Kamil Kosowski i Maciej Żurawski. Przyjaciele z boiska wciąż dobrze zarabiają

2011-03-28 23:04

Swego czasu budzili strach u wszystkich kolejnych rywali Wisły Kraków. Współpracowali ze sobą również w reprezentacji Polski. Dziś kariery Kamila Kosowskiego i Macieja Żurawskiego dobiegają końca, ale obaj wciąż zarabiają bardzo dobrze. Według "Złotej Setki" - rankingu najbogatszych polskich sportowców - w 2010 roku obaj zarobili po 1,6 miliona złotych.

Kamil Kosowski latem 2010 odszedł z APOEL-u Nikozja do Apollon Limassol (400 tysięcy euro rocznego kontraktu). I teraz żałuje tej decyzji, bo od samego początku pozostaje w konflikcie z władzami klubu, które robią wszystko, aby zmusić go do rozwiązania umowy ważnej do czerwca 2012 roku. Polak został odsunięty od zespołu, jest przez szefów obrażany w mediach.
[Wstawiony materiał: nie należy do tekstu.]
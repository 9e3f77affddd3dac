use std::io::Cursor;

use super::*;

const DUMP: &str = "\
-- exported from clickhouse
CREATE TABLE default.PB (timestamp DateTime64(6), x Int64, y Int64, c String) ENGINE = MergeTree;
INSERT INTO default.PB (timestamp, x, y, c) VALUES ('2025-03-27T23:27:48.858300', 382, 149, 'RED_CONCRETE');
INSERT INTO default.PB (timestamp, x, y, c) VALUES ('2025-03-27T23:27:47.000000', 1, 2, 'Stone');

insert into default.PB (timestamp, x, y, c) values ('2025-03-27T23:27:49.5', -4, 0, 'lime_wool'), ('2025-03-27T23:27:50', 5, 6, 'dirt');
INSERT INTO default.PB (timestamp, x, y, c) VALUES ('not a time', 1, 1, 'dirt');
INSERT INTO default.PB (timestamp, x, y, c) VALUES ('2025-03-27T23:27:51', 1, 'stone');
";

#[test]
fn parses_single_and_multi_tuple_inserts() {
    let src = SqlDumpSource::from_reader(Cursor::new(DUMP)).unwrap();
    let textures: Vec<_> = src.events().iter().map(|e| e.texture.as_str()).collect();
    // Sorted by timestamp, ids lower-cased.
    assert_eq!(textures, vec!["stone", "red_concrete", "lime_wool", "dirt"]);

    let red = &src.events()[1];
    assert_eq!((red.x, red.y), (382, 149));
    let lime = &src.events()[2];
    assert_eq!((lime.x, lime.y), (-4, 0));
}

#[test]
fn malformed_rows_are_skipped_and_counted() {
    let src = SqlDumpSource::from_reader(Cursor::new(DUMP)).unwrap();
    assert_eq!(src.skipped(), 2);
    assert_eq!(src.events().len(), 4);
}

#[test]
fn quoted_commas_and_parens_stay_inside_fields() {
    let tuples = split_tuples(" ('a,b', 1), ('(c)', 2);");
    assert_eq!(tuples, vec!["'a,b', 1", "'(c)', 2"]);
    assert_eq!(split_fields("'a,b', 1"), vec!["a,b".to_string(), "1".to_string()]);
}

#[test]
fn non_insert_lines_are_ignored() {
    assert!(insert_values("SELECT 1").is_none());
    assert!(insert_values("ins").is_none());
    assert_eq!(insert_values("INSERT INTO t VALUES (1)"), Some(" (1)"));
}

#[test]
fn open_reports_missing_file() {
    let err = SqlDumpSource::open("definitely/not/here.sql").unwrap_err();
    assert!(err.to_string().contains("open sql dump"));
}
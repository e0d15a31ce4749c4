//! # Auth Service
//!
//! Exchanges an OAuth authorization code for a bearer token, at most once
//! per code. The duplicate guard exists because an embedded web view can
//! fire its redirect callback twice for the same code; the second exchange
//! must not happen. Unlike the feed service, a *different* code supersedes
//! the in-flight exchange: the old task is aborted and its completion is
//! dropped.

use std::sync::Arc;

use tokio::sync::mpsc;
use tokio::task::JoinHandle;

use crate::client::error::{AuthError, NetworkError};
use crate::client::http::{self, HttpRequest, HttpTransport};
use crate::client::models::TokenResponse;
use crate::config::{self, ClientConfig};

/// Completion callback for the token exchange
pub type TokenCompletion = Box<dyn FnOnce(Result<String, AuthError>)>;

/// Result of one exchange attempt, stamped with its request generation so
/// results of superseded attempts can be discarded
struct AuthMessage {
    generation: u64,
    result: Result<TokenResponse, NetworkError>,
}

/// Performs the authorization-code exchange and builds the authorize URL
pub struct AuthService {
    transport: Arc<dyn HttpTransport>,
    client: ClientConfig,

    last_code: Option<String>,
    exchange_task: Option<JoinHandle<()>>,
    completion: Option<TokenCompletion>,
    generation: u64,

    tx: mpsc::Sender<AuthMessage>,
    rx: mpsc::Receiver<AuthMessage>,
}

impl AuthService {
    pub fn new(transport: Arc<dyn HttpTransport>, client: ClientConfig) -> Self {
        let (tx, rx) = mpsc::channel(10);
        Self {
            transport,
            client,
            last_code: None,
            exchange_task: None,
            completion: None,
            generation: 0,
            tx,
            rx,
        }
    }

    /// Whether a token exchange is still in flight
    pub fn busy(&self) -> bool {
        self.exchange_task.is_some()
    }

    /// Exchange an authorization code for a bearer token
    ///
    /// The same code twice yields [`AuthError::DuplicateRequest`] without
    /// touching the in-flight exchange. A different code aborts the
    /// in-flight exchange; its completion never fires.
    pub fn fetch_token(&mut self, code: &str, completion: TokenCompletion) {
        if self.last_code.as_deref() == Some(code) {
            tracing::warn!("token exchange for this code was already requested");
            completion(Err(AuthError::DuplicateRequest));
            return;
        }

        if let Some(task) = self.exchange_task.take() {
            tracing::debug!("superseding in-flight token exchange");
            task.abort();
            self.completion = None;
        }

        self.generation += 1;
        self.last_code = Some(code.to_string());
        self.completion = Some(completion);

        let request = HttpRequest::post(format!("{}oauth/token", config::DEFAULT_BASE_URL))
            .query("client_id", self.client.access_key.clone())
            .query("client_secret", self.client.secret_key.clone())
            .query("redirect_uri", self.client.redirect_uri.clone())
            .query("code", code)
            .query("grant_type", "authorization_code");

        let generation = self.generation;
        let transport = Arc::clone(&self.transport);
        let tx = self.tx.clone();
        self.exchange_task = Some(tokio::spawn(async move {
            let result = http::fetch_json::<TokenResponse>(transport.as_ref(), request).await;
            let _ = tx.send(AuthMessage { generation, result }).await;
        }));
    }

    /// Apply queued exchange results
    ///
    /// Returns the number of completions applied. On completion, success or
    /// failure, the code guard and task handle are cleared so a fresh code
    /// can be exchanged later.
    pub fn poll(&mut self) -> usize {
        let mut applied = 0;
        while let Ok(message) = self.rx.try_recv() {
            if message.generation != self.generation {
                tracing::debug!("discarding result of a superseded token exchange");
                continue;
            }

            self.last_code = None;
            self.exchange_task = None;

            let outcome = match message.result {
                Ok(token) if token.token_type.eq_ignore_ascii_case("bearer") => {
                    Ok(token.access_token)
                }
                Ok(token) => {
                    tracing::error!("token exchange returned type {:?}", token.token_type);
                    Err(AuthError::InvalidTokenType(token.token_type))
                }
                Err(NetworkError::HttpStatus(401)) => Err(AuthError::AuthenticationFailed),
                Err(error) => {
                    tracing::error!("token exchange failed: {}", error);
                    Err(AuthError::Network(error))
                }
            };

            if let Some(completion) = self.completion.take() {
                completion(outcome);
            }
            applied += 1;
        }
        applied
    }

    /// Forget the exchange state (used at logout)
    pub fn reset(&mut self) {
        if let Some(task) = self.exchange_task.take() {
            task.abort();
        }
        self.last_code = None;
        self.completion = None;
        self.generation += 1;
        while self.rx.try_recv().is_ok() {}
    }

    /// Build the authorization URL the user opens to grant access
    ///
    /// Pure construction from the client credentials and scope; no network,
    /// no state.
    pub fn authorization_request_url(&self) -> Result<String, AuthError> {
        let url = format!(
            "{}oauth/authorize?client_id={}&redirect_uri={}&response_type=code&scope={}",
            config::DEFAULT_BASE_URL,
            self.client.access_key,
            self.client.redirect_uri,
            config::ACCESS_SCOPE,
        );
        reqwest::Url::parse(&url).map_err(|_| AuthError::InvalidRequest)?;
        Ok(url)
    }

    /// Extract the authorization code from a redirect URL
    pub fn authorization_code_from_redirect(url: &str) -> Result<String, AuthError> {
        let parsed = reqwest::Url::parse(url).map_err(|_| AuthError::InvalidRequest)?;
        parsed
            .query_pairs()
            .find(|(key, _)| key == "code")
            .map(|(_, value)| value.into_owned())
            .ok_or(AuthError::InvalidRequest)
    }
}
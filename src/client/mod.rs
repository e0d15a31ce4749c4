//! # Client Module
//!
//! The client core, organized by responsibility:
//!
//! - `events`: publish/subscribe bus with buffered redelivery
//! - `http`: transport trait, reqwest client, decode helper, mock
//! - `models`: wire and domain data types
//! - `services`: feed paging, like toggling, token exchange, profile
//! - `storage`: bearer-token persistence
//! - `view_models`: thin presenters over the bus
//! - `controllers`: the single-threaded control loop

pub mod controllers;
pub mod error;
pub mod events;
pub mod http;
pub mod models;
pub mod services;
pub mod storage;
pub mod view_models;

pub use controllers::{AppController, Presentation, PresentFn};
pub use error::{AuthError, EventBusError, NetworkError, ParseError};
pub use events::{Event, EventBus, EventName, Registration, SenderTag, SubscriptionHandle};
pub use http::{HttpClient, HttpTransport};
pub use models::{Photo, Profile};
pub use services::{AuthService, PhotoFeedService, ProfileImageService, ProfileService};
pub use storage::{FileTokenStore, MemoryTokenStore, TokenStore};
pub use view_models::{FeedViewModel, ProfileViewModel};
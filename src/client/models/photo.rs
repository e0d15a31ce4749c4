//! # Photo Models
//!
//! Wire shapes for the feed endpoints plus the domain photo record owned
//! by the feed service.

use std::collections::HashMap;

use serde::Deserialize;

/// URL flavors served for every photo
#[derive(Debug, Clone, Copy, PartialEq, Eq)]
pub enum PhotoUrlKind {
    Raw,
    Full,
    Regular,
    Small,
    Thumb,
}

impl PhotoUrlKind {
    pub fn as_str(&self) -> &'static str {
        match self {
            PhotoUrlKind::Raw => "raw",
            PhotoUrlKind::Full => "full",
            PhotoUrlKind::Regular => "regular",
            PhotoUrlKind::Small => "small",
            PhotoUrlKind::Thumb => "thumb",
        }
    }
}

/// One element of a feed page as returned by the photos endpoint
#[derive(Debug, Clone, Deserialize)]
pub struct PhotoResult {
    pub id: String,
    pub created_at: Option<String>,
    pub width: u32,
    pub height: u32,
    pub description: Option<String>,
    #[serde(default)]
    pub liked_by_user: bool,
    #[serde(default)]
    pub urls: HashMap<String, String>,
}

/// Envelope returned by the like endpoint
#[derive(Debug, Clone, Deserialize)]
pub struct LikeResult {
    pub photo: PhotoResult,
}

/// Domain photo record
///
/// Owned exclusively by the feed service; consumers only ever see
/// read-only snapshots.
#[derive(Debug, Clone, PartialEq)]
pub struct Photo {
    pub id: String,
    pub width: u32,
    pub height: u32,
    pub created_at: Option<String>,
    pub description: Option<String>,
    pub thumb_url: String,
    pub large_url: String,
    pub is_liked: bool,
}

impl PhotoResult {
    /// Convert the wire photo into the domain record
    ///
    /// Picks the thumb and full URL flavors and reformats the creation
    /// date for display. A missing flavor becomes an empty URL rather than
    /// a decode failure, matching the lenient behavior of the feed screen.
    pub fn into_photo(self) -> Photo {
        let thumb_url = self
            .urls
            .get(PhotoUrlKind::Thumb.as_str())
            .cloned()
            .unwrap_or_default();
        let large_url = self
            .urls
            .get(PhotoUrlKind::Full.as_str())
            .cloned()
            .unwrap_or_default();

        let created_at = self.created_at.map(|raw| format_created_at(&raw));

        Photo {
            id: self.id,
            width: self.width,
            height: self.height,
            created_at,
            description: self.description,
            thumb_url,
            large_url,
            is_liked: self.liked_by_user,
        }
    }
}

/// Reformat an ISO-8601 timestamp as a display date
///
/// Unparseable input is passed through untouched.
fn format_created_at(raw: &str) -> String {
    match chrono::DateTime::parse_from_rfc3339(raw) {
        Ok(date) => date.format("%d %B %Y").to_string(),
        Err(_) => raw.to_string(),
    }
}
Doszło do tego, że kibice mu grożą. Kosowski gotowy jest odejść, pod warunkiem że Apollon ureguluje zaległości oraz zapłaci odszkodowanie.

RAMKA - KAMIL KOSOWSKI W POPRZEDNICH NOTOWANIACH "ZŁOTEJ SETKI"
na czerwono - zajęte miejsca; na czarno - zarobione kwoty (w milionach złotych)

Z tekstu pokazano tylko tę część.